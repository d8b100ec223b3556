//! Weighted undirected graphs with O(1) vertex and edge operations.
//!
//! `wugraph_core` stores a weighted undirected graph on top of its own
//! resizable chained hash table and computes minimum spanning forests with
//! Kruskal's algorithm. The crate is organised leaves-first:
//!
//! 1. **[`list`]** -- a doubly linked sequence whose nodes are addressed by
//!    generation-checked handles, so removal given a handle is O(1).
//! 2. **[`dict`]** -- a chained hash table with a pluggable compression
//!    function mapping hash codes to buckets. Duplicate keys are allowed.
//! 3. **[`set`]** -- disjoint sets over `0..n` with path compression and
//!    union by rank.
//! 4. **[`graph`]** -- [`WUGraph`], mapping caller vertex identities to
//!    adjacency sequences. Each edge record is owned once, in an arena, and
//!    referenced from up to two adjacency sequences by handle.
//! 5. **[`mst`]** -- [`min_span_tree()`], reading a graph only through its
//!    public enumeration API.
//!
//! # Entry point
//!
//! ```rust,ignore
//! use wugraph_core::{min_span_tree, WUGraph};
//!
//! let mut g = WUGraph::default();
//! for v in ["a", "b", "c"] {
//!     g.add_vertex(v);
//! }
//! g.add_edge("a", "b", 1);
//! g.add_edge("b", "c", 2);
//! g.add_edge("a", "c", 3);
//!
//! let tree = min_span_tree(&g);
//! assert_eq!(tree.edge_count(), 2);
//! ```
//!
//! Operations naming a vertex that is not in the graph are no-ops or return
//! defaults. Only broken internal invariants (a stale handle) surface as
//! [`graph::error::Error`].
//!
//! This crate is `no_std` compatible (requires `alloc`).

#![cfg_attr(not(test), no_std)]
extern crate alloc;

pub mod arena;
pub mod dict;
pub mod graph;
pub mod list;
pub mod mst;
pub mod set;

pub use graph::{Neighbors, VertexPair, WUGraph, Weight};
pub use mst::{min_span_tree, total_weight};
use std::{fs, process};

use clap::Parser;
use tracing_subscriber::EnvFilter;
use wugraph_cli::{App, Command};

fn main() {
    tracing_subscriber::fmt()
        .with_env_filter(EnvFilter::from_default_env())
        .init();

    let app = App::parse();
    match &app.command {
        Command::Generate(args) => generate(args),
        Command::Mst(args) => mst(args),
    }
}

fn generate(args: &wugraph_cli::GenerateArgs) {
    fs::create_dir_all(&args.output_dir).unwrap_or_else(|e| {
        eprintln!("Failed to create output directory: {e}");
        process::exit(1);
    });

    let graphs = wugraph_testgen::generator::generate_mult_graphs(
        args.n_graph,
        args.n_vertex,
        args.n_edge,
        args.max_weight,
    );

    for graph in &graphs {
        let path = args.output_dir.join(format!("{}.json", graph.get_id()));
        let file = fs::File::create(&path).unwrap_or_else(|e| {
            eprintln!("Failed to create {}: {e}", path.display());
            process::exit(1);
        });
        serde_json::to_writer_pretty(file, graph).unwrap_or_else(|e| {
            eprintln!("Failed to write {}: {e}", path.display());
            process::exit(1);
        });
    }

    println!(
        "Generated {} graphs to {}",
        graphs.len(),
        args.output_dir.display()
    );
}

fn mst(args: &wugraph_cli::MstArgs) {
    let mut entries: Vec<_> = fs::read_dir(&args.input_dir)
        .unwrap_or_else(|e| {
            eprintln!("Failed to read input directory: {e}");
            process::exit(1);
        })
        .filter_map(Result::ok)
        .filter(|e| e.path().extension().is_some_and(|ext| ext == "json"))
        .collect();

    entries.sort_by_key(fs::DirEntry::path);

    if entries.is_empty() {
        eprintln!("No .json files found in {}", args.input_dir.display());
        process::exit(1);
    }

    for entry in entries {
        let path = entry.path();
        let filename = path.file_name().unwrap_or_default().to_string_lossy();

        let file = fs::File::open(&path).unwrap_or_else(|e| {
            eprintln!("Failed to open {filename}: {e}");
            process::exit(1);
        });

        let sample: wugraph_testgen::generator::GraphSample = serde_json::from_reader(file)
            .unwrap_or_else(|e| {
                eprintln!("Failed to parse {filename}: {e}");
                process::exit(1);
            });

        let graph = sample.to_graph();
        let tree = wugraph_core::min_span_tree(&graph);
        let total = wugraph_core::total_weight(&tree);

        if args.json {
            let mut result = serde_json::json!({
                "file": filename,
                "vertices": graph.vertex_count(),
                "edges": graph.edge_count(),
                "tree_edges": tree.edge_count(),
                "total_weight": total,
            });
            if args.verbose {
                result["tree"] = serde_json::json!(tree.edge_list());
            }
            match serde_json::to_string(&result) {
                Ok(line) => println!("{line}"),
                Err(e) => {
                    eprintln!("Failed to encode result for {filename}: {e}");
                    process::exit(1);
                }
            }
        } else {
            println!(
                "{filename}: vertices={} edges={} tree_edges={} total_weight={total}",
                graph.vertex_count(),
                graph.edge_count(),
                tree.edge_count(),
            );
            if args.verbose {
                for (u, v, w) in tree.edge_list() {
                    println!("  {u} - {v}: {w}");
                }
            }
        }
    }
}
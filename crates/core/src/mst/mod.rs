//! Kruskal's minimum spanning tree.
//!
//! [`min_span_tree`] reads its input only through the public enumeration API
//! of [`WUGraph`] ([`get_vertices`](WUGraph::get_vertices) and
//! [`get_neighbors`](WUGraph::get_neighbors)), sorts the collected edges by
//! weight and keeps every edge that joins two different components of a
//! [`DisjointSets`].

use alloc::vec::Vec;
use core::fmt::Debug;
use core::hash::Hash;

use self::sort::quicksort_by_key;
use crate::dict::ChainedHashMap;
use crate::graph::{WUGraph, Weight};
use crate::set::DisjointSets;

pub mod sort;

/// One incidence collected from `get_neighbors`. Every non-self edge is
/// collected twice, once from each endpoint; the second copy is dropped by
/// the cycle check.
#[derive(Debug, Clone)]
struct Candidate<V> {
    u: V,
    v: V,
    weight: Weight,
}

/// Returns a minimum spanning forest of `graph` as a new graph.
///
/// The result has exactly the vertices of `graph`, in the same order, and a
/// subset of its edges: one spanning tree per connected component, so
/// `|V| - components` edges in total. Among equal-weight edges no particular
/// choice is guaranteed, only that the total weight is minimal. `graph` is
/// not modified.
#[must_use]
pub fn min_span_tree<V>(graph: &WUGraph<V>) -> WUGraph<V>
where
    V: Hash + Eq + Clone + Debug,
{
    let vertices = graph.get_vertices();

    let mut tree = WUGraph::new();
    for vertex in &vertices {
        tree.add_vertex(vertex.clone());
    }

    let mut candidates = Vec::with_capacity(2 * graph.edge_count());
    for vertex in &vertices {
        let Some(neighbors) = graph.get_neighbors(vertex) else {
            continue;
        };
        for (neighbor, weight) in neighbors.iter() {
            candidates.push(Candidate {
                u: vertex.clone(),
                v: neighbor.clone(),
                weight,
            });
        }
    }
    quicksort_by_key(&mut candidates, |candidate| candidate.weight);

    tracing::debug!(
        vertices = vertices.len(),
        candidates = candidates.len(),
        "building minimum spanning tree"
    );

    let mut index = ChainedHashMap::with_size_estimate(vertices.len());
    for (i, vertex) in vertices.iter().enumerate() {
        index.resize();
        index.insert(vertex.clone(), i);
    }
    let mut components = DisjointSets::new(vertices.len());

    for Candidate { u, v, weight } in candidates {
        let (Some(a), Some(b)) = (index.find(&u), index.find(&v)) else {
            continue;
        };
        if components.union(*a.value(), *b.value()) {
            tree.add_edge(u, v, weight);
        }
    }

    tracing::debug!(edges = tree.edge_count(), "minimum spanning tree built");
    tree
}

/// Sum of all edge weights of `graph`, saturating at the bounds of
/// [`Weight`] instead of overflowing.
#[must_use]
pub fn total_weight<V>(graph: &WUGraph<V>) -> Weight
where
    V: Hash + Eq + Clone + Debug,
{
    graph
        .edge_list()
        .iter()
        .fold(0, |total: Weight, (_, _, weight)| total.saturating_add(*weight))
}
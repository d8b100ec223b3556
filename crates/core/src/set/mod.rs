//! Disjoint sets over the indices `0..n`.

use alloc::vec;
use alloc::vec::Vec;

/// Union-find with path compression and union by rank.
#[derive(Debug, Clone)]
pub struct DisjointSets {
    parent: Vec<usize>,
    rank: Vec<u8>,
}

impl DisjointSets {
    /// Creates `n` singleton sets.
    #[must_use]
    pub fn new(n: usize) -> Self {
        Self {
            parent: (0..n).collect(),
            rank: vec![0; n],
        }
    }

    /// Number of elements (not sets).
    #[must_use]
    pub fn len(&self) -> usize {
        self.parent.len()
    }

    #[must_use]
    pub fn is_empty(&self) -> bool {
        self.parent.is_empty()
    }

    /// Returns the representative of the set containing `node`.
    ///
    /// # Panics
    ///
    /// Panics if `node >= self.len()`.
    pub fn find(&mut self, mut node: usize) -> usize {
        let mut root = node;
        while self.parent[root] != root {
            root = self.parent[root];
        }

        while self.parent[node] != node {
            let parent = self.parent[node];
            self.parent[node] = root;
            node = parent;
        }

        root
    }

    /// Merges the sets containing `left` and `right`.
    ///
    /// Returns `false` if they were already the same set.
    pub fn union(&mut self, left: usize, right: usize) -> bool {
        let mut left = self.find(left);
        let mut right = self.find(right);
        if left == right {
            return false;
        }
        if self.rank[left] < self.rank[right] {
            core::mem::swap(&mut left, &mut right);
        }
        self.parent[right] = left;
        if self.rank[left] == self.rank[right] {
            self.rank[left] = self.rank[left].saturating_add(1);
        }
        true
    }

    pub fn same_set(&mut self, left: usize, right: usize) -> bool {
        self.find(left) == self.find(right)
    }
}
//! wugraph CLI -- generate random weighted graphs and compute their minimum
//! spanning trees.

use std::path::PathBuf;

use clap::{Parser, Subcommand};

#[derive(Debug, Parser)]
#[command(
    name = "wugraph",
    about = "Weighted undirected graphs and Kruskal's minimum spanning tree"
)]
pub struct App {
    #[command(subcommand)]
    pub command: Command,
}

#[derive(Debug, Subcommand)]
pub enum Command {
    /// Generate random weighted graphs
    Generate(GenerateArgs),
    /// Compute the minimum spanning forest of each graph file
    Mst(MstArgs),
}

#[derive(Debug, Parser)]
pub struct GenerateArgs {
    /// Number of graphs to generate
    #[arg(long)]
    pub n_graph: u64,
    /// Number of vertices per graph
    #[arg(long)]
    pub n_vertex: u64,
    /// Number of distinct edges per graph (capped at the number of vertex pairs)
    #[arg(long)]
    pub n_edge: u64,
    /// Largest edge weight; weights are uniform in 0..=max-weight
    #[arg(long, default_value_t = 100)]
    pub max_weight: i64,
    /// Output directory for generated graph files
    #[arg(long)]
    pub output_dir: PathBuf,
}

#[derive(Debug, Parser)]
pub struct MstArgs {
    /// Input directory containing graph JSON files
    #[arg(long)]
    pub input_dir: PathBuf,
    /// Print the edges of every spanning forest
    #[arg(long)]
    pub verbose: bool,
    /// Output results as JSON (one object per file)
    #[arg(long)]
    pub json: bool,
}
use alloc::vec::Vec;

use super::Weight;

/// Neighbors of one vertex, as returned by
/// [`WUGraph::get_neighbors`](super::WUGraph::get_neighbors).
///
/// `weight_list[i]` is the weight of the edge to `neighbor_list[i]`. Both
/// vectors are freshly allocated and always have the same length.
#[derive(Debug, Clone, Default, PartialEq, Eq)]
pub struct Neighbors<V> {
    pub neighbor_list: Vec<V>,
    pub weight_list: Vec<Weight>,
}

impl<V> Neighbors<V> {
    #[must_use]
    pub fn with_capacity(capacity: usize) -> Self {
        Self {
            neighbor_list: Vec::with_capacity(capacity),
            weight_list: Vec::with_capacity(capacity),
        }
    }

    pub(crate) fn push(&mut self, neighbor: V, weight: Weight) {
        self.neighbor_list.push(neighbor);
        self.weight_list.push(weight);
    }

    #[must_use]
    pub fn len(&self) -> usize {
        self.neighbor_list.len()
    }

    #[must_use]
    pub fn is_empty(&self) -> bool {
        self.neighbor_list.is_empty()
    }

    /// Iterates over `(neighbor, weight)` pairs.
    pub fn iter(&self) -> impl Iterator<Item = (&V, Weight)> {
        self.neighbor_list
            .iter()
            .zip(self.weight_list.iter().copied())
    }
}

════════════════

Task brief: All lines from the start of the entries through the line where "sequences by handle." sits should be duplicated exactly, with nothing else in the output.

Exercise result:
repository d8b100ec223b3556
//! Weighted undirected graphs with O(1) vertex and edge operations.
//!
//! `wugraph_core` stores a weighted undirected graph on top of its own
//! resizable chained hash table and computes minimum spanning forests with
//! Kruskal's algorithm. The crate is organised leaves-first:
//!
//! 1. **[`list`]** -- a doubly linked sequence whose nodes are addressed by
//!    generation-checked handles, so removal given a handle is O(1).
//! 2. **[`dict`]** -- a chained hash table with a pluggable compression
//!    function mapping hash codes to buckets. Duplicate keys are allowed.
//! 3. **[`set`]** -- disjoint sets over `0..n` with path compression and
//!    union by rank.
//! 4. **[`graph`]** -- [`WUGraph`], mapping caller vertex identities to
//!    adjacency sequences. Each edge record is owned once, in an arena, and
//!    referenced from up to two adjacency sequences by handle.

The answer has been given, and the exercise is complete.